Because phospholipase C ε (PLC-ε) is activated by Gα_12/13 and Rho family GTPases, we investigated whether these G proteins contribute to the increased inositol lipid hydrolysis observed in COS-7 cells after activation of certain G protein-coupled receptors. Stimulation of inositol lipid hydrolysis by endogenous lysophosphatidic acid (LPA) or thrombin receptors was markedly enhanced by the expression of PLC-ε. Expression of the LPA₁ or PAR1 receptor increased inositol phosphate production in response to LPA or SFLLRN, respectively, and these agonist-stimulated responses were markedly enhanced by coexpression of PLC-ε. Both LPA₁ and PAR1 receptor-mediated activation of PLC-ε was inhibited by coexpression of the regulator of G protein signaling (RGS) domain of p115RhoGEF, a GTPase-activating protein for Gα_12/13 but not by expression of the RGS domain of GRK2, which inhibits Gα_q signaling.

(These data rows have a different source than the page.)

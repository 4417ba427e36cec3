// Copyright Amazon.com, Inc. or its affiliates. All Rights Reserved.
// SPDX-License-Identifier: Apache-2.0

use std::path::{Path, PathBuf};

use crate::ConfigError;

/// Identifies the job that owns a logger: its id and name, where its chunk files go, and the name
/// of the artifact they are registered under.
///
/// ```
/// # use sampled_log_core::RunContext;
/// # use std::path::Path;
/// let run = RunContext::new("3kd9x", "resnet-sweep-4").with_storage_root("/data");
/// assert_eq!(run.storage_dir(), Path::new("/data/history/3kd9x"));
/// assert_eq!(run.artifact_name(), "run-history-3kd9x");
/// ```
#[derive(Debug, Clone, PartialEq, Eq)]
pub struct RunContext {
    id: String,
    name: String,
    storage_dir: PathBuf,
    artifact_name: String,
}

impl RunContext {
    /// Create a context for run `id`, storing chunks under `history/<id>` relative to the working
    /// directory.
    pub fn new(id: impl Into<String>, name: impl Into<String>) -> Self {
        let id = id.into();
        Self {
            storage_dir: Path::new("history").join(&id),
            artifact_name: format!("run-history-{id}"),
            name: name.into(),
            id,
        }
    }

    /// Store chunks under `<root>/history/<id>`
    pub fn with_storage_root(mut self, root: impl AsRef<Path>) -> Self {
        self.storage_dir = root.as_ref().join("history").join(&self.id);
        self
    }

    /// Store chunks directly in `dir`
    pub fn with_storage_dir(mut self, dir: impl Into<PathBuf>) -> Self {
        self.storage_dir = dir.into();
        self
    }

    /// Register the history under `name` instead of `run-history-<id>`
    pub fn with_artifact_name(mut self, name: impl Into<String>) -> Self {
        self.artifact_name = name.into();
        self
    }

    /// Unique id of the run
    pub fn id(&self) -> &str {
        &self.id
    }

    /// Human-readable name of the run
    pub fn name(&self) -> &str {
        &self.name
    }

    /// Directory holding the run's chunk files
    pub fn storage_dir(&self) -> &Path {
        &self.storage_dir
    }

    /// Name the history artifact is registered under
    pub fn artifact_name(&self) -> &str {
        &self.artifact_name
    }

    /// Check that the run id can be used as a directory name and the artifact has a name.
    pub fn validate(&self) -> Result<(), ConfigError> {
        if self.id.is_empty() {
            return Err(ConfigError::invalid("run id must not be empty"));
        }
        if self.id.contains(['/', '\\']) || self.id == "." || self.id == ".." {
            return Err(ConfigError::invalid(format!(
                "run id `{}` can't be used as a directory name",
                self.id
            )));
        }
        if self.artifact_name.is_empty() {
            return Err(ConfigError::invalid("artifact name must not be empty"));
        }
        Ok(())
    }
}

#[cfg(test)]
mod tests {
    use super::*;

    #[test]
    fn derives_layout_from_id() {
        let run = RunContext::new("abc123", "my-run");
        assert_eq!(run.storage_dir(), Path::new("history/abc123"));
        assert_eq!(run.artifact_name(), "run-history-abc123");
        assert_eq!(run.name(), "my-run");
        assert!(run.validate().is_ok());
    }

    #[test]
    fn overrides() {
        let run = RunContext::new("abc123", "my-run")
            .with_storage_dir("/tmp/somewhere")
            .with_artifact_name("custom");
        assert_eq!(run.storage_dir(), Path::new("/tmp/somewhere"));
        assert_eq!(run.artifact_name(), "custom");
    }

    #[test]
    fn rejects_ids_that_escape_the_history_dir() {
        assert!(RunContext::new("", "x").validate().is_err());
        assert!(RunContext::new("../etc", "x").validate().is_err());
        assert!(RunContext::new("..", "x").validate().is_err());
        assert!(RunContext::new("a\\b", "x").validate().is_err());
    }
}
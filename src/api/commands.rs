use serde::{Deserialize, Serialize};

use crate::domain::chips::Chips;
use crate::domain::PlayerId;
use crate::engine::actions::PlayerActionKind;
use crate::engine::TableEngine;
use crate::variants::vote::VoteKind;

use super::dto::TableViewDto;
use super::errors::ApiError;
use super::queries::build_table_view;

/// Команда игрока к столу.
#[derive(Clone, Debug, Serialize, Deserialize, PartialEq, Eq)]
pub enum Command {
    Fold,
    Check,
    Call,
    /// Итоговая ставка на улице ("до скольких").
    Bet { amount: Chips },
    CastVote { kind: VoteKind, choice: bool },
    /// Открыть свои карты после раздачи.
    RequestReveal,
    /// Предложить бомб-пот на следующую раздачу.
    StartBombPotVote { stake: Chips },
    /// Посмотреть несыгранный борд после победы фолдом.
    RequestRabbitHunt,
}

impl Command {
    /// Разобрать команду из JSON (клиентский формат).
    pub fn from_json(raw: &str) -> Result<Self, ApiError> {
        serde_json::from_str(raw).map_err(|e| ApiError::BadRequest(e.to_string()))
    }

    fn as_action(&self) -> Option<PlayerActionKind> {
        match self {
            Command::Fold => Some(PlayerActionKind::Fold),
            Command::Check => Some(PlayerActionKind::Check),
            Command::Call => Some(PlayerActionKind::Call),
            Command::Bet { amount } => Some(PlayerActionKind::Bet(*amount)),
            _ => None,
        }
    }
}

/// Выполнить команду игрока и вернуть стол глазами этого игрока.
pub fn execute(
    engine: &mut TableEngine,
    player_id: PlayerId,
    command: Command,
    now: u64,
) -> Result<TableViewDto, ApiError> {
    if let Some(kind) = command.as_action() {
        engine.act(player_id, kind, now)?;
    } else {
        match command {
            Command::CastVote { kind, choice } => engine.cast_vote(player_id, kind, choice, now)?,
            Command::RequestReveal => engine.request_reveal(player_id, now)?,
            Command::StartBombPotVote { stake } => engine.start_bomb_pot_vote(player_id, stake, now)?,
            Command::RequestRabbitHunt => engine.request_rabbit_hunt(player_id, now)?,
            Command::Fold | Command::Check | Command::Call | Command::Bet { .. } => {}
        }
    }

    Ok(build_table_view(engine, Some(player_id)))
}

In contrast, activation of the G _q-coupled M1 muscarinic or P2Y₂ purinergic receptor was neither enhanced by coexpression with PLC-ε nor inhibited by the RGS domain of p115RhoGEF but was blocked by expression of the RGS domain of GRK2. Expression of the Rho inhibitor C3 botulinum toxin did not affect LPA- or SFLLRN-stimulated inositol lipid hydrolysis in the absence of PLC-ε but completely prevented the PLC-ε-dependent increase in inositol phosphate accumulation. Likewise, C3 toxin blocked the PLC-ε-dependent stimulatory effects of the LPA₁, LPA₂, LPA₃, or PAR1 receptor but had no effect on the agonist-promoted inositol phosphate response of the M1 or P2Y₂ receptor. Moreover, PLC-ε-dependent stimulation of inositol phosphate accumulation by activation of the epidermal growth factor receptor, which involves Ras- but not Rho-mediated activation of the phospholipase, was unaffected by C3 toxin. These studies illustrate that specific LPA and thrombin receptors promote inositol lipid signaling via activation of Gα_12/13 and Rho.